Lorsque le processus de demande par un DNRSRC a été éliminé par la LIPR, la demande présentée en tant que DNRSRC a été convertie en une demande d'ERAR. En raison de l'alinéa 113a), les demandeurs ne pouvaient pas, pour démontrer à l'agent d'ERAR qu'ils avaient la qualité de personnes à protéger, s'appuyer sur la preuve qu'ils avaient présentée à la Section du statut de réfugié. Par conséquent, « aucune décision » n'a été rendue à l'égard de la question de savoir si les demandeurs avaient la qualité de personnes à protéger d'un renvoi au Salvador.

[9]                Les demandeurs prétendent que l'omission de rendre une telle décision portera atteinte à leur droit à la sécurité de la personne autrement qu'en conformité avec les principes de justice fondamentale et qu'il y aura contravention à l'article 7 de la Charte canadienne des droits et libertés qui est rédigé comme suit :


Vie, liberté et sécurité

7. Chacun a droit à la vie, à la liberté et à la sécurité de sa personne; il ne peut être porté atteinte à ce droit qu'en conformité avec les principes de justice fondamentale.

Life, liberty and security of person

7. Everyone has the right to life, liberty and security of the person and the right not to be deprived thereof except in accordance with the principles of fundamental justice.

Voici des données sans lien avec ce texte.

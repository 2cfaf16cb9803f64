//! Page components.

pub mod audio_toggle;
pub mod starfield;
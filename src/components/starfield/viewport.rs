//! Logical viewport size and device pixel ratio.
//!
//! Drawing happens in CSS pixels. The canvas backing buffer is sized in
//! physical pixels and a uniform `dpr` transform maps one onto the other.

use web_sys::{CanvasRenderingContext2d, HtmlCanvasElement};

/// Viewport dimensions in CSS pixels plus the clamped pixel ratio.
#[derive(Clone, Copy, Debug, PartialEq)]
pub struct Viewport {
	pub width: f64,
	pub height: f64,
	pub dpr: f64,
}

impl Default for Viewport {
	fn default() -> Self {
		Self {
			width: 0.0,
			height: 0.0,
			dpr: 1.0,
		}
	}
}

impl Viewport {
	/// Build from raw window metrics.
	///
	/// A missing or non-positive `device_pixel_ratio` falls back to
	/// `previous_dpr`; the result is clamped into `[1, max_dpr]`.
	pub fn measure(
		inner_width: f64,
		inner_height: f64,
		device_pixel_ratio: f64,
		previous_dpr: f64,
		max_dpr: f64,
	) -> Self {
		let raw = if device_pixel_ratio.is_finite() && device_pixel_ratio > 0.0 {
			device_pixel_ratio
		} else {
			previous_dpr
		};
		Self {
			width: floor_or_zero(inner_width),
			height: floor_or_zero(inner_height),
			dpr: raw.min(max_dpr).max(1.0),
		}
	}

	/// Read the live window metrics.
	pub fn from_window(window: &web_sys::Window, previous_dpr: f64, max_dpr: f64) -> Self {
		let dim = |v: Result<wasm_bindgen::JsValue, wasm_bindgen::JsValue>| {
			v.ok().and_then(|v| v.as_f64()).unwrap_or(0.0)
		};
		Self::measure(
			dim(window.inner_width()),
			dim(window.inner_height()),
			window.device_pixel_ratio(),
			previous_dpr,
			max_dpr,
		)
	}

	/// Physical size of the backing pixel buffer.
	pub fn backing_size(&self) -> (u32, u32) {
		(
			(self.width * self.dpr).floor() as u32,
			(self.height * self.dpr).floor() as u32,
		)
	}

	/// Logical area in square CSS pixels.
	pub fn area(&self) -> f64 {
		self.width * self.height
	}

	/// Size the canvas buffer and CSS box, then install the `dpr` scale.
	pub fn apply(&self, canvas: &HtmlCanvasElement, ctx: &CanvasRenderingContext2d) {
		let (bw, bh) = self.backing_size();
		canvas.set_width(bw);
		canvas.set_height(bh);
		let style = canvas.style();
		let _ = style.set_property("width", &format!("{}px", self.width));
		let _ = style.set_property("height", &format!("{}px", self.height));
		// Resizing the buffer resets the context, so the transform goes last.
		let _ = ctx.set_transform(self.dpr, 0.0, 0.0, self.dpr, 0.0, 0.0);
	}
}

fn floor_or_zero(v: f64) -> f64 {
	if v.is_finite() && v > 0.0 { v.floor() } else { 0.0 }
}
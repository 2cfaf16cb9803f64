//! Starfield simulation state.
//!
//! Owns the star population, the viewport it lives in and the frame clock.
//! Created once when the component mounts; the resize listener and the
//! animation loop are the only callers that mutate it.

use rand::Rng;

use super::config::StarfieldConfig;
use super::star::{Star, uniform};
use super::viewport::Viewport;

/// Amplitude of the per-star vertical shimmer (px/ms).
const SHIMMER_AMPLITUDE: f64 = 0.01;
/// Frequency factor applied to `phase + index` for the shimmer.
const SHIMMER_FREQUENCY: f64 = 0.35;
/// Constant downward drift (px/ms).
const DRIFT_Y: f64 = 0.0035;
/// Converts twinkle speed into radians per millisecond.
const TWINKLE_RATE: f64 = 0.0025;

/// Turns animation-frame timestamps into bounded frame deltas.
#[derive(Clone, Debug)]
pub struct FrameClock {
	last: Option<f64>,
	cap_ms: f64,
	default_ms: f64,
}

impl FrameClock {
	pub fn new(cap_ms: f64, default_ms: f64) -> Self {
		Self {
			last: None,
			cap_ms,
			default_ms,
		}
	}

	/// Milliseconds to advance for a frame stamped `timestamp`.
	///
	/// The first frame, and any frame whose delta is zero, negative or NaN,
	/// uses the default delta. Every delta is capped so a stalled or
	/// backgrounded tab does not fling stars across the screen.
	pub fn delta(&mut self, timestamp: f64) -> f64 {
		let raw = self.last.map(|prev| timestamp - prev);
		self.last = Some(timestamp);
		match raw {
			Some(d) if d > 0.0 => d.min(self.cap_ms),
			_ => self.default_ms.min(self.cap_ms),
		}
	}
}

/// Everything the frame loop and resize handler share.
pub struct StarfieldState<R: Rng> {
	pub config: StarfieldConfig,
	pub viewport: Viewport,
	pub stars: Vec<Star>,
	pub clock: FrameClock,
	rng: R,
}

impl<R: Rng> StarfieldState<R> {
	/// Build a fresh population sized for `viewport`.
	pub fn new(config: StarfieldConfig, viewport: Viewport, rng: R) -> Self {
		let clock = FrameClock::new(config.frame_cap_ms, config.default_frame_ms);
		let mut state = Self {
			config,
			viewport,
			stars: Vec::new(),
			clock,
			rng,
		};
		state.rebuild();
		state
	}

	/// Population size the current viewport calls for.
	pub fn target_count(&self) -> usize {
		self.config
			.target_count(self.viewport.width, self.viewport.height)
	}

	/// Discard every star and regenerate to the target count.
	pub fn rebuild(&mut self) {
		self.stars.clear();
		self.sync_population();
	}

	/// Adopt a new viewport and pad or trim the population to match.
	///
	/// Surviving stars keep all their attributes, including positions that
	/// now lie outside the viewport; they wrap back in on their own.
	pub fn resize(&mut self, viewport: Viewport) {
		self.viewport = viewport;
		self.sync_population();
	}

	fn sync_population(&mut self) {
		let target = self.target_count();
		if self.stars.len() > target {
			self.stars.truncate(target);
			return;
		}
		let (w, h) = (self.viewport.width, self.viewport.height);
		let missing = target - self.stars.len();
		self.stars.reserve(missing);
		for _ in 0..missing {
			let star = Star::spawn(&mut self.rng, w, h);
			self.stars.push(star);
		}
	}

	/// Advance every star by `dt` milliseconds.
	pub fn update(&mut self, dt: f64) {
		let (width, height) = (self.viewport.width, self.viewport.height);
		let drift_y = DRIFT_Y * dt;

		for (i, s) in self.stars.iter_mut().enumerate() {
			s.x -= s.speed * dt;
			s.y += ((s.twinkle_phase + i as f64) * SHIMMER_FREQUENCY).sin() * SHIMMER_AMPLITUDE * dt
				+ drift_y;
			s.twinkle_phase += s.twinkle_speed * TWINKLE_RATE * dt;

			if s.x < -s.size {
				s.x = width + s.size;
				s.y = uniform(&mut self.rng, 0.0, height);
			}
			if s.y > height + s.size {
				s.y = -s.size;
			}
		}
	}

	/// Frame delta for an animation-frame timestamp.
	pub fn frame_delta(&mut self, timestamp: f64) -> f64 {
		self.clock.delta(timestamp)
	}
}

#[cfg(test)]
mod tests {
	use rand::SeedableRng;
	use rand::rngs::SmallRng;

	use super::*;

	fn viewport(width: f64, height: f64) -> Viewport {
		Viewport {
			width,
			height,
			dpr: 1.0,
		}
	}

	fn state(width: f64, height: f64) -> StarfieldState<SmallRng> {
		StarfieldState::new(
			StarfieldConfig::default(),
			viewport(width, height),
			SmallRng::seed_from_u64(9),
		)
	}

	#[test]
	fn initial_population_matches_area() {
		for (w, h) in [(1920.0, 1080.0), (320.0, 480.0), (10.0, 10.0), (2560.0, 1440.0)] {
			let s = state(w, h);
			let expected = ((w * h * 0.00045_f64).round() as usize).max(50);
			assert_eq!(s.stars.len(), expected, "{w}x{h}");
		}
		assert_eq!(state(1920.0, 1080.0).stars.len(), 933);
	}

	#[test]
	fn shrinking_truncates_tail_and_keeps_survivors() {
		let mut s = state(1920.0, 1080.0);
		let before = s.stars.clone();
		s.resize(viewport(800.0, 600.0));
		assert_eq!(s.stars.len(), 216);
		assert_eq!(s.stars[..], before[..216]);
	}

	#[test]
	fn growing_appends_without_touching_survivors() {
		let mut s = state(800.0, 600.0);
		let before = s.stars.clone();
		s.resize(viewport(1920.0, 1080.0));
		assert_eq!(s.stars.len(), 933);
		assert_eq!(s.stars[..before.len()], before[..]);
		for star in &s.stars[before.len()..] {
			assert!(star.x >= 0.0 && star.x < 1920.0);
			assert!(star.y >= 0.0 && star.y < 1080.0);
		}
	}

	#[test]
	fn resize_to_same_target_is_a_no_op() {
		let mut s = state(1000.0, 1000.0);
		let before = s.stars.clone();
		s.resize(viewport(1000.0, 1000.0));
		assert_eq!(s.stars, before);
	}

	#[test]
	fn rebuild_regenerates_population() {
		let mut s = state(1000.0, 1000.0);
		let before = s.stars.clone();
		s.rebuild();
		assert_eq!(s.stars.len(), before.len());
		assert_ne!(s.stars, before);
	}

	#[test]
	fn stars_drift_left_and_down() {
		let mut s = state(1000.0, 1000.0);
		for star in &mut s.stars {
			star.x = 500.0;
			star.y = 500.0;
		}
		let before = s.stars.clone();
		s.update(16.0);
		for (i, (a, b)) in before.iter().zip(&s.stars).enumerate() {
			assert!((b.x - (a.x - a.speed * 16.0)).abs() < 1e-9);
			let shimmer = ((a.twinkle_phase + i as f64) * 0.35).sin() * 0.01 * 16.0;
			assert!((b.y - (a.y + shimmer + 0.0035 * 16.0)).abs() < 1e-9);
			assert!((b.twinkle_phase - (a.twinkle_phase + a.twinkle_speed * 0.0025 * 16.0)).abs() < 1e-12);
		}
	}

	#[test]
	fn star_leaving_left_edge_reappears_at_right() {
		let mut s = state(800.0, 600.0);
		s.stars.truncate(1);
		let star = &mut s.stars[0];
		star.x = -star.size + 0.01;
		star.y = 300.0;
		let size = star.size;
		s.update(32.0);
		let star = &s.stars[0];
		assert_eq!(star.x, 800.0 + size);
		assert!(star.x >= 800.0);
		assert!(star.y >= 0.0 && star.y < 600.0);
	}

	#[test]
	fn star_leaving_bottom_reappears_at_top() {
		let mut s = state(800.0, 600.0);
		s.stars.truncate(1);
		let star = &mut s.stars[0];
		star.x = 400.0;
		let (size, x_before, speed) = (star.size, star.x, star.speed);
		// Upward shimmer is bounded by 0.01 * dt, so start clear of it.
		star.y = 600.0 + size + 1.0;
		s.update(16.0);
		let star = &s.stars[0];
		assert_eq!(star.y, -size);
		assert!((star.x - (x_before - speed * 16.0)).abs() < 1e-9);
	}

	#[test]
	fn wrapped_stars_stay_near_viewport_over_many_frames() {
		let mut s = state(640.0, 480.0);
		for _ in 0..5000 {
			s.update(32.0);
		}
		for star in &s.stars {
			assert!(star.x >= -star.size && star.x <= 640.0 + star.size);
			assert!(star.y <= 480.0 + star.size);
		}
	}

	#[test]
	fn first_frame_uses_default_delta() {
		let mut clock = FrameClock::new(32.0, 16.7);
		assert_eq!(clock.delta(12_345.0), 16.7);
	}

	#[test]
	fn stall_is_capped() {
		let mut clock = FrameClock::new(32.0, 16.7);
		clock.delta(1_000.0);
		assert_eq!(clock.delta(1_016.0), 16.0);
		assert_eq!(clock.delta(6_016.0), 32.0);
	}

	#[test]
	fn repeated_or_backwards_timestamp_uses_default() {
		let mut clock = FrameClock::new(32.0, 16.7);
		clock.delta(100.0);
		assert_eq!(clock.delta(100.0), 16.7);
		assert_eq!(clock.delta(50.0), 16.7);
		assert_eq!(clock.delta(f64::NAN), 16.7);
	}

	#[test]
	fn state_frame_delta_caps_at_config_limit() {
		let mut s = state(100.0, 100.0);
		s.frame_delta(0.0);
		assert_eq!(s.frame_delta(5_000.0), 32.0);
	}
}
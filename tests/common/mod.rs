use std::process::{Child, Command, Stdio};
use std::sync::OnceLock;
use std::time::{Duration, Instant};

use anyhow::{Context, Result};
use reqwest::StatusCode;

static SERVER: OnceLock<TestServer> = OnceLock::new();

pub const ROLE_HEADER: &str = "x-user-role";
pub const TENANT_HEADER: &str = "x-user-tenant";

pub struct TestServer {
    pub port: u16,
    pub base_url: String,
    #[allow(dead_code)]
    child: Child,
}

impl TestServer {
    fn spawn() -> Result<Self> {
        // Pick an unused port for isolation
        let port = portpicker::pick_unused_port().context("failed to pick free port")?;
        let base_url = format!("http://127.0.0.1:{}", port);

        // Serve the committed fixture tenants
        let assets = concat!(env!("CARGO_MANIFEST_DIR"), "/tests/fixtures/config");

        let mut cmd = Command::new(env!("CARGO_BIN_EXE_tenant-datamodel"));
        cmd.env("API_PORT", port.to_string())
            .env("APP_ENV", "development")
            .env("ASSETS_PATH", assets)
            .stdin(Stdio::null())
            .stdout(Stdio::inherit())
            .stderr(Stdio::inherit());

        let child = cmd.spawn().context("failed to spawn server binary")?;

        Ok(Self { port, base_url, child })
    }

    async fn wait_ready(&self, timeout: Duration) -> Result<()> {
        let client = reqwest::Client::new();
        let deadline = Instant::now() + timeout;
        loop {
            if Instant::now() > deadline {
                break;
            }
            let url = format!("{}/health", self.base_url);
            if let Ok(resp) = client.get(&url).send().await {
                if resp.status() == StatusCode::OK {
                    return Ok(());
                }
            }
            tokio::time::sleep(Duration::from_millis(150)).await;
        }
        anyhow::bail!("server did not become ready on {} within {:?}", self.base_url, timeout)
    }

    pub fn url(&self, path: &str) -> String {
        format!("{}{}", self.base_url, path)
    }
}

pub async fn ensure_server() -> Result<&'static TestServer> {
    // Use stable get_or_init and convert init errors into a panic with context.
    let server = SERVER.get_or_init(|| TestServer::spawn().expect("failed to spawn server binary"));
    server.wait_ready(Duration::from_secs(10)).await?;
    Ok(server)
}

/// GET as a user of tenant "acme" with the given role
pub async fn get_as(path: &str, role: &str) -> Result<(StatusCode, serde_json::Value)> {
    let server = ensure_server().await?;
    let res = reqwest::Client::new()
        .get(server.url(path))
        .header(ROLE_HEADER, role)
        .header(TENANT_HEADER, "acme")
        .send()
        .await?;
    let status = res.status();
    Ok((status, res.json().await?))
}

#[allow(dead_code)]
pub async fn post_json(path: &str, body: &serde_json::Value) -> Result<(StatusCode, serde_json::Value)> {
    let server = ensure_server().await?;
    let res = reqwest::Client::new()
        .post(server.url(path))
        .header(ROLE_HEADER, "approver")
        .header(TENANT_HEADER, "acme")
        .json(body)
        .send()
        .await?;
    let status = res.status();
    Ok((status, res.json().await?))
}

[10]            Avant de passer à l'analyse de la prétention des demandeurs, j'aimerais aborder la décision Bukhari c. Canada (Ministre de la Citoyenneté et de l'Immigration), 2003 CFPI 467, dans laquelle l'alinéa 113a) a fait l'objet d'un examen judiciaire dans le contexte d'une demande de sursis. Les revendications du statut de réfugié présentées par les demandeurs dans l'affaire Bukhari ont été rejetées suivant l'ancienne Loi, alors que leurs demandes d'ERAR ont été traitées suivant la LIPR. Ces demandeurs, tentant d'obtenir un sursis à l'exécution de la mesure de renvoi prise envers eux, ont soulevé les remarques incidentes faites par le juge Gibson dans la décision O. N. M. le juge Rouleau a fait les observations suivantes aux paragraphes 10 et 11 :

Il est allégué que lors de l'examen de cette demande de réfugié par la SSR, l'évaluation des risques n'a pas été étudiée et que ce que le juge Gibson a dit en obiter donne à entendre que certaines restrictions s'appliquent à un agent d'ERAR puisque celui-ci serait obligé de tenir compte uniquement des éléments de preuve survenus après le rejet de la demande de réfugié et auxquels le demandeur n'avait pas normalement accès quand la demande de statut de réfugié a été étudiée.

On ne m'a pas convaincu que l'alinéa 113a) impose des restrictions à l'agente d'ERAR mais, si c'est le cas, l'examen de ses motifs démontre clairement qu'elle a examiné avec minutie le dossier de la SSR ainsi que tous les documents qu'il contenait. Je suis également d'avis que les coupures de journaux qui font état de la situation au Pakistan, et qui pourraient être considérées comme de nouveaux éléments de preuve, ne faisaient aucunement référence aux demandeurs.


[11]            La tâche qui m'incombe est celle d'établir de quelle façon la présente affaire s'intègre dans les règles établies par les décisions O. N. et Bukhari. L'alinéa 113a) peut imposer des restrictions à un agent d'ERAR. Aux fins du critère de la question grave, je suis disposé à accepter que l'alinéa 113a) a un effet conforme à la prétention des demandeurs pour la présente requête. Si tel est le cas, alors je suis d'accord avec les demandeurs que la présente affaire est précisément la situation pour laquelle le juge Gibson avait des préoccupations lorsqu'il a fait ses remarques dans la décision O. N. Étant donné que les demandeurs prétendent avoir subi de la persécution qui n'avait pas de liens avec l'un des motifs de la Convention, les dispositions qui accordent l'asile à des personnes qui ont la qualité de personnes à protéger sont indispensables. Toutefois, la preuve présentée par les demandeurs n'a pas été examinée dans ce contexte par la Section du statut de réfugié et, en raison de l'effet de l'alinéa 113a), seuls de nouveaux éléments de preuve ont été examinés par l'agent d'ERAR. Cela signifie que les demandeurs n'ont pas eu l'occasion de présenter leur preuve à l'agent d'ERAR.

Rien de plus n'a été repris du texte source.